**Supplied data:**
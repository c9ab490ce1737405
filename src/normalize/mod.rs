//! Page normalization
//!
//! Projects one page's raw JSON rows onto the [`MasterSchema`](crate::schema::MasterSchema):
//! every output row has exactly the schema's columns, in the schema's order,
//! with each cell converted to the column's type or null.

mod normalizer;
mod types;

pub use normalizer::{normalize_page, Normalizer};
pub use types::{CellValue, NormalizedPage};
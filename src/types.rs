//! Common types used throughout restload
//!
//! This module contains shared type definitions, type aliases,
//! and utility types used across multiple modules.

use serde::{Deserialize, Serialize};
use std::collections::HashMap;

// ============================================================================
// Type Aliases
// ============================================================================

/// JSON value type (re-exported from serde_json)
pub type JsonValue = serde_json::Value;

/// JSON object type
pub type JsonObject = serde_json::Map<String, JsonValue>;

/// Generic key-value map with string keys and values
pub type StringMap = HashMap<String, String>;

// ============================================================================
// Backoff Type
// ============================================================================

/// Type of backoff for retries
#[derive(Debug, Clone, Copy, PartialEq, Eq, Default, Serialize, Deserialize)]
#[serde(rename_all = "snake_case")]
pub enum BackoffType {
    /// Constant delay between retries
    Constant,
    /// Fixed increment added per failed attempt
    Linear,
    /// Delay multiplied by the backoff factor per failed attempt
    #[default]
    Exponential,
}

// ============================================================================
// Extraction Flow
// ============================================================================

/// Shape of an extraction against the remote API
#[derive(Debug, Clone, Copy, PartialEq, Eq, Default, Serialize, Deserialize)]
#[serde(rename_all = "snake_case")]
pub enum ExtractionFlow {
    /// Page-by-page extraction driven by the envelope's total count
    #[default]
    Paginated,
    /// A single date-filtered request
    Simple,
    /// A single request over the full history, no lookback
    Basic,
}

impl ExtractionFlow {
    /// Form field names carrying the (from, to) dates for this flow
    pub fn date_fields(self) -> (&'static str, &'static str) {
        match self {
            ExtractionFlow::Paginated => ("dtde", "dtate"),
            ExtractionFlow::Simple => ("dtinicio", "dtfim"),
            ExtractionFlow::Basic => ("a1", "a2"),
        }
    }

    /// Whether the flow requires a numeric lookback in `options[4]`
    pub fn needs_lookback(self) -> bool {
        !matches!(self, ExtractionFlow::Basic)
    }
}

impl std::fmt::Display for ExtractionFlow {
    fn fmt(&self, f: &mut std::fmt::Formatter<'_>) -> std::fmt::Result {
        match self {
            ExtractionFlow::Paginated => write!(f, "paginated"),
            ExtractionFlow::Simple => write!(f, "simple"),
            ExtractionFlow::Basic => write!(f, "basic"),
        }
    }
}

// ============================================================================
// Utilities
// ============================================================================

/// Extension trait for Option<String> to handle empty strings
pub trait OptionStringExt {
    /// Returns None if the string is empty
    fn none_if_empty(self) -> Option<String>;
}

impl OptionStringExt for Option<String> {
    fn none_if_empty(self) -> Option<String> {
        self.filter(|s| !s.is_empty())
    }
}

#[cfg(test)]
mod tests {
    use super::*;

    #[test]
    fn test_backoff_default() {
        assert_eq!(BackoffType::default(), BackoffType::Exponential);
    }

    #[test]
    fn test_flow_serde() {
        let flow: ExtractionFlow = serde_json::from_str("\"simple\"").unwrap();
        assert_eq!(flow, ExtractionFlow::Simple);

        let json = serde_json::to_string(&ExtractionFlow::Paginated).unwrap();
        assert_eq!(json, "\"paginated\"");
    }

    #[test]
    fn test_flow_date_fields() {
        assert_eq!(ExtractionFlow::Paginated.date_fields(), ("dtde", "dtate"));
        assert_eq!(ExtractionFlow::Simple.date_fields(), ("dtinicio", "dtfim"));
        assert_eq!(ExtractionFlow::Basic.date_fields(), ("a1", "a2"));
        assert!(!ExtractionFlow::Basic.needs_lookback());
        assert!(ExtractionFlow::Simple.needs_lookback());
    }

    #[test]
    fn test_option_string_none_if_empty() {
        assert_eq!(
            Some("test".to_string()).none_if_empty(),
            Some("test".to_string())
        );
        assert_eq!(Some(String::new()).none_if_empty(), None);
        assert_eq!(None::<String>.none_if_empty(), None);
    }
}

**Exercise instructions:** Start with the first line of the data and print every line exactly. The line containing "every output row" is the last one to include.

**Answer to this task:**
repository c9ab490ce1737405
filename src/normalize/mod.rs
//! Page normalization
//!
//! Projects one page's raw JSON rows onto the [`MasterSchema`](crate::schema::MasterSchema):
//! every output row has exactly the schema's columns, in the schema's order,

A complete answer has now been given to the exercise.